Records from a collection:
>>

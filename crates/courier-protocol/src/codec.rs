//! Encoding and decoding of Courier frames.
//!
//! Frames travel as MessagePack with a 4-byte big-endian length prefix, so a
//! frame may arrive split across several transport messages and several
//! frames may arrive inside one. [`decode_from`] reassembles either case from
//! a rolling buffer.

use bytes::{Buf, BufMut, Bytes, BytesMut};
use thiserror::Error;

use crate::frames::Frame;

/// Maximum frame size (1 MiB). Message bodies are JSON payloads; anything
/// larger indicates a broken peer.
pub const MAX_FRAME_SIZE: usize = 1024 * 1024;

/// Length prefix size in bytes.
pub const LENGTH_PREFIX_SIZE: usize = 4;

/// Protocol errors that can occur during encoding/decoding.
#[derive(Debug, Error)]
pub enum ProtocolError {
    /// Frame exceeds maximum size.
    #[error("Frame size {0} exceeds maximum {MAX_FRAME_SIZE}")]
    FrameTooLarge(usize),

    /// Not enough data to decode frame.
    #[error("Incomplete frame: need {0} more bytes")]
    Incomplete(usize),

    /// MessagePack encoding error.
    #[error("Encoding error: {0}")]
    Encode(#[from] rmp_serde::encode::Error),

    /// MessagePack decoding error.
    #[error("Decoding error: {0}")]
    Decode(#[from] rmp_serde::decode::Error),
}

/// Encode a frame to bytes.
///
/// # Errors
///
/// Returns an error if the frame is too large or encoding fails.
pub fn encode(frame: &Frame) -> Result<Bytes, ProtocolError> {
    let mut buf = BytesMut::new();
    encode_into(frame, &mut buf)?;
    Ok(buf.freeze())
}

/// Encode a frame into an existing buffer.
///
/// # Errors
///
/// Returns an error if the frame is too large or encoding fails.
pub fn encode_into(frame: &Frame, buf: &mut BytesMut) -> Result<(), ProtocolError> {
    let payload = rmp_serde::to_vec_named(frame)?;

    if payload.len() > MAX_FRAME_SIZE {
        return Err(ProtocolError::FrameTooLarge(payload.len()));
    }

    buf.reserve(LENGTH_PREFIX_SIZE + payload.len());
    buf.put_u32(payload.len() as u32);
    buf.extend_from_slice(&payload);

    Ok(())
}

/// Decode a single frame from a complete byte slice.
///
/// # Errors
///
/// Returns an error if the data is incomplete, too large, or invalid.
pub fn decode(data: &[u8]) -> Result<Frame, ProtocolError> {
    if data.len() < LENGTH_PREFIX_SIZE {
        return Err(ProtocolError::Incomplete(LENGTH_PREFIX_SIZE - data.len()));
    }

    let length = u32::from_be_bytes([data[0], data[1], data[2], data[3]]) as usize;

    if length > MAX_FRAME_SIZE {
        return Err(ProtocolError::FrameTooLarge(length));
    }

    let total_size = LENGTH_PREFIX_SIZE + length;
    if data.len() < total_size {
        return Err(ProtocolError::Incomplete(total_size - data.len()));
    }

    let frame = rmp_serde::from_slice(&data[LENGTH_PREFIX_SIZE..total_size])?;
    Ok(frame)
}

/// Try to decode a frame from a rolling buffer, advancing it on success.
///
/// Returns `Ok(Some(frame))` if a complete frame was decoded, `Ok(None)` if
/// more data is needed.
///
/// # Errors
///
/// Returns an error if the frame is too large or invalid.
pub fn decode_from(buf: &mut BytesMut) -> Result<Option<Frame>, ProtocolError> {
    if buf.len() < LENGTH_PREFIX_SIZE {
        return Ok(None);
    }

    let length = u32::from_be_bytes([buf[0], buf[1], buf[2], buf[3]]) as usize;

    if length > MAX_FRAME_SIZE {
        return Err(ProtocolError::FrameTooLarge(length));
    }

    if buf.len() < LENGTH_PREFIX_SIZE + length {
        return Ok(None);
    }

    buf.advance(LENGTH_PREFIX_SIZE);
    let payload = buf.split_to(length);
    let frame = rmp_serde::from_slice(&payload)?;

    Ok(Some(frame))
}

<<
>>

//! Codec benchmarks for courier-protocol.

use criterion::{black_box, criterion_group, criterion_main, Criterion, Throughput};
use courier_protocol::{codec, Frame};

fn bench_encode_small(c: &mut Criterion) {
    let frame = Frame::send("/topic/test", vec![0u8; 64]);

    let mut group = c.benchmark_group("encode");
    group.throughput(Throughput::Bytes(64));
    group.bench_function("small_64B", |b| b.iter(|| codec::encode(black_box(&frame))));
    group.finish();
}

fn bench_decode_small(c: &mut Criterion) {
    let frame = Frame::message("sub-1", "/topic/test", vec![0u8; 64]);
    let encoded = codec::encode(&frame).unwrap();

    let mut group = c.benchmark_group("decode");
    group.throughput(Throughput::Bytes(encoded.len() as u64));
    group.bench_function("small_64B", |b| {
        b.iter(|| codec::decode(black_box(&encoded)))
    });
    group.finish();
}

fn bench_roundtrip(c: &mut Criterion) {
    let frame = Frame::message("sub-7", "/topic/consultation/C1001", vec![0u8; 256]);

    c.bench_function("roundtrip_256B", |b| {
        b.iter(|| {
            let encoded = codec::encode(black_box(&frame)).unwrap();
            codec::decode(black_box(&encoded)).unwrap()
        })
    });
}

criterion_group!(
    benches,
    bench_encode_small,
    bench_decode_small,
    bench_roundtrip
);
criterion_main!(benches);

<<

* TASK INSTRUCTIONS: Exactly the lines above from the one with "filename crates/courier-protocol/src/codec.rs" to the one with "#[derive(Debug, Error)]", both included, are to be quoted; leave the rest out.

* SOLUTION TO THIS PROBLEM:
filename crates/courier-protocol/src/codec.rs
//! Encoding and decoding of Courier frames.
//!
//! Frames travel as MessagePack with a 4-byte big-endian length prefix, so a
//! frame may arrive split across several transport messages and several
//! frames may arrive inside one. [`decode_from`] reassembles either case from
//! a rolling buffer.

use bytes::{Buf, BufMut, Bytes, BytesMut};
use thiserror::Error;

use crate::frames::Frame;

/// Maximum frame size (1 MiB). Message bodies are JSON payloads; anything
/// larger indicates a broken peer.
pub const MAX_FRAME_SIZE: usize = 1024 * 1024;

/// Length prefix size in bytes.
pub const LENGTH_PREFIX_SIZE: usize = 4;

/// Protocol errors that can occur during encoding/decoding.
#[derive(Debug, Error)]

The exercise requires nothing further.